▶ [Task goal]: Return every entry from the listing below unaltered.

▶ [Materials provided]:
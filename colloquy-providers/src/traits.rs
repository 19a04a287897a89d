//! Common traits for provider implementations

use colloquy_core::{
    ChatMessage, CompletionOptions, Error, ExecutionSettings, NormalizedRecord,
    StreamingChatMessage,
};
use serde_json::Value;

/// Everything a converter needs to build one request body
#[derive(Debug, Clone, Copy)]
pub struct ChatRequest<'a> {
    /// Model to ask
    pub model: &'a str,
    /// Normalized message list
    pub messages: &'a [NormalizedRecord],
    /// Opaque generation settings
    pub settings: &'a ExecutionSettings,
    /// Per-call options
    pub options: &'a CompletionOptions,
    /// Whether to ask for a streamed response
    pub stream: bool,
}

/// Convert requests to provider-specific format
pub trait RequestConverter: Send + Sync {
    /// Build the provider-specific JSON body
    fn convert_request(&self, request: ChatRequest<'_>) -> Result<Value, Error>;
}

/// Parse responses from provider-specific format
pub trait ResponseParser: Send + Sync {
    /// Parse a complete provider response into one message per choice
    fn parse_response(&self, value: Value) -> Result<Vec<ChatMessage>, Error>;
}

/// Parse streaming events from provider-specific format
pub trait StreamEventParser: Send + Sync {
    /// Parse one event payload into the chunks it carries
    ///
    /// `Ok(None)` means the payload carried nothing for the caller.
    fn parse_event(&self, data: &str) -> Result<Option<Vec<StreamingChatMessage>>, Error>;
}
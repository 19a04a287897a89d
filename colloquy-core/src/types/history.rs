//! Ordered conversation transcripts

use crate::types::message::ChatMessage;
use serde::{Deserialize, Serialize};

/// An ordered conversation transcript
///
/// Insertion order is conversation order. Messages can only be appended.
#[derive(Debug, Clone, Default, PartialEq, Serialize, Deserialize)]
#[serde(transparent)]
pub struct ChatHistory {
    messages: Vec<ChatMessage>,
}

impl ChatHistory {
    /// Create an empty history
    pub fn new() -> Self {
        Self::default()
    }

    /// Create a history that starts with a system message
    pub fn with_system_message(text: impl Into<String>) -> Self {
        let mut history = Self::new();
        history.add_system_message(text);
        history
    }

    /// Append a message
    pub fn add_message(&mut self, message: ChatMessage) {
        self.messages.push(message);
    }

    /// Append a system message
    pub fn add_system_message(&mut self, text: impl Into<String>) {
        self.add_message(ChatMessage::system(text));
    }

    /// Append a user message
    pub fn add_user_message(&mut self, text: impl Into<String>) {
        self.add_message(ChatMessage::user(text));
    }

    /// Append an assistant message
    pub fn add_assistant_message(&mut self, text: impl Into<String>) {
        self.add_message(ChatMessage::assistant(text));
    }

    /// Append a tool result linked to its originating call
    pub fn add_tool_message(
        &mut self,
        text: impl Into<String>,
        tool_call_id: impl Into<String>,
        function_name: impl Into<String>,
    ) {
        self.add_message(ChatMessage::tool_result(text, tool_call_id, function_name));
    }

    /// The messages in conversation order
    pub fn messages(&self) -> &[ChatMessage] {
        &self.messages
    }

    /// Iterate over the messages in conversation order
    pub fn iter(&self) -> std::slice::Iter<'_, ChatMessage> {
        self.messages.iter()
    }

    /// Number of messages
    pub fn len(&self) -> usize {
        self.messages.len()
    }

    /// Whether the history has no messages
    pub fn is_empty(&self) -> bool {
        self.messages.is_empty()
    }
}

impl From<Vec<ChatMessage>> for ChatHistory {
    fn from(messages: Vec<ChatMessage>) -> Self {
        Self { messages }
    }
}

impl FromIterator<ChatMessage> for ChatHistory {
    fn from_iter<I: IntoIterator<Item = ChatMessage>>(iter: I) -> Self {
        Self {
            messages: iter.into_iter().collect(),
        }
    }
}

impl Extend<ChatMessage> for ChatHistory {
    fn extend<I: IntoIterator<Item = ChatMessage>>(&mut self, iter: I) {
        self.messages.extend(iter);
    }
}

impl<'a> IntoIterator for &'a ChatHistory {
    type Item = &'a ChatMessage;
    type IntoIter = std::slice::Iter<'a, ChatMessage>;

    fn into_iter(self) -> Self::IntoIter {
        self.messages.iter()
    }
}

▶ [Exercise answer]:
filename colloquy-providers/src/traits.rs
repository 19a04a287897a89d
//! Common traits for provider implementations

use colloquy_core::{
    ChatMessage, CompletionOptions, Error, ExecutionSettings, NormalizedRecord,
    StreamingChatMessage,
};
use serde_json::Value;

/// Everything a converter needs to build one request body
#[derive(Debug, Clone, Copy)]
pub struct ChatRequest<'a> {
    /// Model to ask
    pub model: &'a str,
    /// Normalized message list
    pub messages: &'a [NormalizedRecord],
    /// Opaque generation settings
    pub settings: &'a ExecutionSettings,
    /// Per-call options
    pub options: &'a CompletionOptions,
    /// Whether to ask for a streamed response
    pub stream: bool,
}

/// Convert requests to provider-specific format
pub trait RequestConverter: Send + Sync {
    /// Build the provider-specific JSON body
    fn convert_request(&self, request: ChatRequest<'_>) -> Result<Value, Error>;
}

/// Parse responses from provider-specific format
pub trait ResponseParser: Send + Sync {
    /// Parse a complete provider response into one message per choice
    fn parse_response(&self, value: Value) -> Result<Vec<ChatMessage>, Error>;
}

/// Parse streaming events from provider-specific format
pub trait StreamEventParser: Send + Sync {
    /// Parse one event payload into the chunks it carries
    ///
    /// `Ok(None)` means the payload carried nothing for the caller.
    fn parse_event(&self, data: &str) -> Result<Option<Vec<StreamingChatMessage>>, Error>;
}
repository 19a04a287897a89d
filename colloquy-core/src/types/history.rs
//! Ordered conversation transcripts

use crate::types::message::ChatMessage;
use serde::{Deserialize, Serialize};

/// An ordered conversation transcript
///
/// Insertion order is conversation order. Messages can only be appended.
#[derive(Debug, Clone, Default, PartialEq, Serialize, Deserialize)]
#[serde(transparent)]
pub struct ChatHistory {
    messages: Vec<ChatMessage>,
}

impl ChatHistory {
    /// Create an empty history
    pub fn new() -> Self {
        Self::default()
    }

    /// Create a history that starts with a system message
    pub fn with_system_message(text: impl Into<String>) -> Self {
        let mut history = Self::new();
        history.add_system_message(text);
        history
    }

    /// Append a message
    pub fn add_message(&mut self, message: ChatMessage) {
        self.messages.push(message);
    }

    /// Append a system message
    pub fn add_system_message(&mut self, text: impl Into<String>) {
        self.add_message(ChatMessage::system(text));
    }

    /// Append a user message
    pub fn add_user_message(&mut self, text: impl Into<String>) {
        self.add_message(ChatMessage::user(text));
    }

    /// Append an assistant message
    pub fn add_assistant_message(&mut self, text: impl Into<String>) {
        self.add_message(ChatMessage::assistant(text));
    }

    /// Append a tool result linked to its originating call
    pub fn add_tool_message(
        &mut self,
        text: impl Into<String>,
        tool_call_id: impl Into<String>,
        function_name: impl Into<String>,
    ) {
        self.add_message(ChatMessage::tool_result(text, tool_call_id, function_name));
    }

    /// The messages in conversation order
    pub fn messages(&self) -> &[ChatMessage] {
        &self.messages
    }

    /// Iterate over the messages in conversation order
    pub fn iter(&self) -> std::slice::Iter<'_, ChatMessage> {
        self.messages.iter()
    }

    /// Number of messages
    pub fn len(&self) -> usize {
        self.messages.len()
    }

    /// Whether the history has no messages
    pub fn is_empty(&self) -> bool {
        self.messages.is_empty()
    }
}

impl From<Vec<ChatMessage>> for ChatHistory {
    fn from(messages: Vec<ChatMessage>) -> Self {
        Self { messages }
    }
}

impl FromIterator<ChatMessage> for ChatHistory {
    fn from_iter<I: IntoIterator<Item = ChatMessage>>(iter: I) -> Self {
        Self {
            messages: iter.into_iter().collect(),
        }
    }
}

impl Extend<ChatMessage> for ChatHistory {
    fn extend<I: IntoIterator<Item = ChatMessage>>(&mut self, iter: I) {
        self.messages.extend(iter);
    }
}

impl<'a> IntoIterator for &'a ChatHistory {
    type Item = &'a ChatMessage;
    type IntoIter = std::slice::Iter<'a, ChatMessage>;

    fn into_iter(self) -> Self::IntoIter {
        self.messages.iter()
    }
}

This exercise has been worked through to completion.